Task to carry out: Beginning with the line containing "cfg.ranking.author_scale_max = 1.0;", give every line again exactly as it is, ending with the last line of the entries.

*** Given entries Section Begins ***

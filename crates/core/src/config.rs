use std::env;

use serde::{Deserialize, Serialize};

use crate::error::SurgeError;

/// Load .env file (silently ignores if missing).
pub fn load_dotenv() {
    dotenvy::dotenv().ok();
}

fn env_opt(key: &str) -> Option<String> {
    env::var(key).ok().filter(|s| !s.is_empty())
}

fn env_u32(key: &str, default: u32) -> u32 {
    env_opt(key).and_then(|v| v.parse().ok()).unwrap_or(default)
}

fn env_u64(key: &str, default: u64) -> u64 {
    env_opt(key).and_then(|v| v.parse().ok()).unwrap_or(default)
}

fn env_f64(key: &str, default: f64) -> f64 {
    env_opt(key).and_then(|v| v.parse().ok()).unwrap_or(default)
}

fn env_bool(key: &str, default: bool) -> bool {
    env_opt(key)
        .map(|v| matches!(v.to_ascii_lowercase().as_str(), "1" | "true" | "yes"))
        .unwrap_or(default)
}

/// Comma-separated env list, trimmed, empties dropped.
fn env_csv(key: &str) -> Vec<String> {
    env_opt(key)
        .map(|v| {
            v.split(',')
                .map(|s| s.trim().to_string())
                .filter(|s| !s.is_empty())
                .collect()
        })
        .unwrap_or_default()
}

fn env_csv_or(key: &str, default: &[&str]) -> Vec<String> {
    let parsed = env_csv(key);
    if parsed.is_empty() {
        default.iter().map(|s| s.to_string()).collect()
    } else {
        parsed
    }
}

// ── Top-level config ──────────────────────────────────────────

#[derive(Debug, Clone, Serialize, Deserialize)]
pub struct Config {
    pub ranking: RankingConfig,
    pub alerts: AlertConfig,
    pub ingest: IngestConfig,
    pub ideas: IdeasConfig,
    pub targeting: TargetingConfig,
    pub telegram: TelegramConfig,
}

impl Config {
    /// Build config from environment variables (call `load_dotenv()` first).
    pub fn from_env() -> Self {
        Self {
            ranking: RankingConfig::from_env(),
            alerts: AlertConfig::from_env(),
            ingest: IngestConfig::from_env(),
            ideas: IdeasConfig::from_env(),
            targeting: TargetingConfig::from_env(),
            telegram: TelegramConfig::from_env(),
        }
    }

    /// Reject configurations that would make scoring or alerting degenerate.
    pub fn validate(&self) -> Result<(), SurgeError> {
        let r = &self.ranking;
        if r.author_scale_min <= 0.0 || r.author_scale_max <= 0.0 {
            return Err(SurgeError::Config(
                "TREND_AUTHOR_SCALE_MIN/MAX must be > 0".to_string(),
            ));
        }
        if r.author_scale_max < r.author_scale_min {
            return Err(SurgeError::Config(
                "TREND_AUTHOR_SCALE_MAX must be >= TREND_AUTHOR_SCALE_MIN".to_string(),
            ));
        }
        if r.profile_match_bonus <= 0.0 {
            return Err(SurgeError::Config("PROFILE_MATCH_BONUS must be > 0".to_string()));
        }
        if r.trending_hashtag_bonus <= 0.0 {
            return Err(SurgeError::Config(
                "TRENDING_HASHTAG_BONUS must be > 0".to_string(),
            ));
        }
        if r.recency_bonus_amount <= 0.0 {
            return Err(SurgeError::Config("RECENCY_BONUS_AMOUNT must be > 0".to_string()));
        }
        if self.alerts.recency_minutes == 0 {
            return Err(SurgeError::Config(
                "ALERT_RECENCY_MINUTES must be positive".to_string(),
            ));
        }
        if self.ideas.hour > 23 {
            return Err(SurgeError::Config("IDEAS_TIME_HOUR must be 0-23".to_string()));
        }
        Ok(())
    }

    /// Print a redacted summary for startup logs.
    pub fn log_summary(&self) {
        tracing::info!("Config loaded:");
        tracing::info!(
            "  ranking:   min_engagement={}, scale_band=[{}, {}], expire_minutes={}",
            self.ranking.min_engagement_mix,
            self.ranking.author_scale_min,
            self.ranking.author_scale_max,
            self.ranking.trend_expire_minutes,
        );
        tracing::info!(
            "  alerts:    recency_minutes={}, top_limit={}",
            self.alerts.recency_minutes,
            self.alerts.top_limit,
        );
        tracing::info!(
            "  ingest:    x={}, reddit={}, stream={}, hashtag_cache={}m",
            self.ingest.x_enabled,
            self.ingest.reddit_enabled,
            self.ingest.stream_enabled,
            self.ingest.hashtag_cache_minutes,
        );
        tracing::info!(
            "  targeting: niche={}, keywords={}, watchlist={}",
            self.targeting.niche.as_deref().unwrap_or("(none)"),
            self.targeting.keywords.len(),
            self.targeting.watchlist.len(),
        );
        tracing::info!("  telegram:  configured={}", self.telegram.is_configured());
    }
}

// ── Ranking / trending heuristics ─────────────────────────────

#[derive(Debug, Clone, Serialize, Deserialize)]
pub struct RankingConfig {
    /// Minimum engagement mix (likes + reposts + replies) before author scaling.
    pub min_engagement_mix: u64,
    /// Lower clamp of the per-author scale ratio.
    pub author_scale_min: f64,
    /// Upper clamp of the per-author scale ratio.
    pub author_scale_max: f64,
    /// Virality bonus when a keyword matches and the author is watch-listed.
    pub profile_match_bonus: f64,
    /// Virality bonus when the text carries a currently trending hashtag.
    pub trending_hashtag_bonus: f64,
    /// Freshness window for the recency bonus. 0 disables the bonus.
    pub recency_bonus_minutes: u32,
    pub recency_bonus_amount: f64,
    /// Continuous-trending window after which a post is forced back to none.
    pub trend_expire_minutes: u32,
}

impl RankingConfig {
    fn from_env() -> Self {
        Self {
            min_engagement_mix: env_u64("TREND_MIN_ENGAGEMENT", 20),
            author_scale_min: env_f64("TREND_AUTHOR_SCALE_MIN", 0.5),
            author_scale_max: env_f64("TREND_AUTHOR_SCALE_MAX", 2.5),
            profile_match_bonus: env_f64("PROFILE_MATCH_BONUS", 0.1),
            trending_hashtag_bonus: env_f64("TRENDING_HASHTAG_BONUS", 0.08),
            recency_bonus_minutes: env_u32("RECENCY_BONUS_MINUTES", 10),
            recency_bonus_amount: env_f64("RECENCY_BONUS_AMOUNT", 0.05),
            trend_expire_minutes: env_u32("TREND_EXPIRE_MINUTES", 60),
        }
    }
}

impl Default for RankingConfig {
    fn default() -> Self {
        Self {
            min_engagement_mix: 20,
            author_scale_min: 0.5,
            author_scale_max: 2.5,
            profile_match_bonus: 0.1,
            trending_hashtag_bonus: 0.08,
            recency_bonus_minutes: 10,
            recency_bonus_amount: 0.05,
            trend_expire_minutes: 60,
        }
    }
}

// ── Alert selection ───────────────────────────────────────────

#[derive(Debug, Clone, Serialize, Deserialize)]
pub struct AlertConfig {
    /// Ranking cutoff window: only posts whose trend origin falls inside
    /// the last N minutes are alertable.
    pub recency_minutes: u32,
    /// How many top conversations one alert cycle considers.
    pub top_limit: usize,
    /// Reply tones requested from the drafter, in priority order.
    pub tone_priorities: Vec<String>,
}

impl AlertConfig {
    fn from_env() -> Self {
        Self {
            recency_minutes: env_u32("ALERT_RECENCY_MINUTES", 30),
            top_limit: env_u32("ALERT_TOP_LIMIT", 10) as usize,
            tone_priorities: env_csv_or(
                "TONE_PRIORITIES",
                &["witty", "helpful", "contrarian", "informative"],
            ),
        }
    }
}

impl Default for AlertConfig {
    fn default() -> Self {
        Self {
            recency_minutes: 30,
            top_limit: 10,
            tone_priorities: vec![
                "witty".to_string(),
                "helpful".to_string(),
                "contrarian".to_string(),
                "informative".to_string(),
            ],
        }
    }
}

// ── Ingestion ─────────────────────────────────────────────────

#[derive(Debug, Clone, Serialize, Deserialize)]
pub struct IngestConfig {
    pub x_enabled: bool,
    pub reddit_enabled: bool,
    pub stream_enabled: bool,
    /// TTL of the trending-hashtag cache.
    pub hashtag_cache_minutes: u32,
}

impl IngestConfig {
    fn from_env() -> Self {
        Self {
            x_enabled: env_bool("X_INGEST_ENABLED", true),
            reddit_enabled: env_bool("REDDIT_INGEST_ENABLED", true),
            stream_enabled: env_bool("X_STREAM_ENABLED", false),
            hashtag_cache_minutes: env_u32("TREND_HASHTAG_CACHE_MINUTES", 10),
        }
    }
}

impl Default for IngestConfig {
    fn default() -> Self {
        Self {
            x_enabled: true,
            reddit_enabled: true,
            stream_enabled: false,
            hashtag_cache_minutes: 10,
        }
    }
}

// ── Daily ideas ───────────────────────────────────────────────

#[derive(Debug, Clone, Serialize, Deserialize)]
pub struct IdeasConfig {
    /// Hour of day (UTC) the daily ideas job is scheduled at.
    pub hour: u32,
}

impl IdeasConfig {
    fn from_env() -> Self {
        Self {
            hour: env_u32("IDEAS_TIME_HOUR", 8),
        }
    }
}

impl Default for IdeasConfig {
    fn default() -> Self {
        Self { hour: 8 }
    }
}

// ── Default targeting profile seed ────────────────────────────

#[derive(Debug, Clone, Default, Serialize, Deserialize)]
pub struct TargetingConfig {
    pub niche: Option<String>,
    pub keywords: Vec<String>,
    pub watchlist: Vec<String>,
}

impl TargetingConfig {
    fn from_env() -> Self {
        Self {
            niche: env_opt("NICHE"),
            keywords: env_csv("KEYWORDS"),
            watchlist: env_csv("WATCHLIST"),
        }
    }
}

// ── Telegram delivery ─────────────────────────────────────────

#[derive(Debug, Clone, Default, Serialize, Deserialize)]
pub struct TelegramConfig {
    pub bot_token: Option<String>,
    pub chat_id: Option<String>,
}

impl TelegramConfig {
    fn from_env() -> Self {
        Self {
            bot_token: env_opt("TELEGRAM_BOT_TOKEN"),
            chat_id: env_opt("TELEGRAM_CHAT_ID"),
        }
    }

    pub fn is_configured(&self) -> bool {
        self.bot_token.is_some() && self.chat_id.is_some()
    }
}

impl Default for Config {
    fn default() -> Self {
        Self {
            ranking: RankingConfig::default(),
            alerts: AlertConfig::default(),
            ingest: IngestConfig::default(),
            ideas: IdeasConfig::default(),
            targeting: TargetingConfig::default(),
            telegram: TelegramConfig::default(),
        }
    }
}

#[cfg(test)]
mod tests {
    use super::*;

    #[test]
    fn default_config_is_valid() {
        assert!(Config::default().validate().is_ok());
    }

    #[test]
    fn inverted_scale_band_rejected() {
        let mut cfg = Config::default();
        cfg.ranking.author_scale_min = 3.0;
        cfg.ranking.author_scale_max = 1.0;
        assert!(cfg.validate().is_err());
    }

    #[test]
    fn zero_alert_recency_rejected() {
        let mut cfg = Config::default();
        cfg.alerts.recency_minutes = 0;
        assert!(cfg.validate().is_err());
    }
}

*** Given entries Section Ends ***

Result of the task:
        cfg.ranking.author_scale_max = 1.0;
        assert!(cfg.validate().is_err());
    }

    #[test]
    fn zero_alert_recency_rejected() {
        let mut cfg = Config::default();
        cfg.alerts.recency_minutes = 0;
        assert!(cfg.validate().is_err());
    }
}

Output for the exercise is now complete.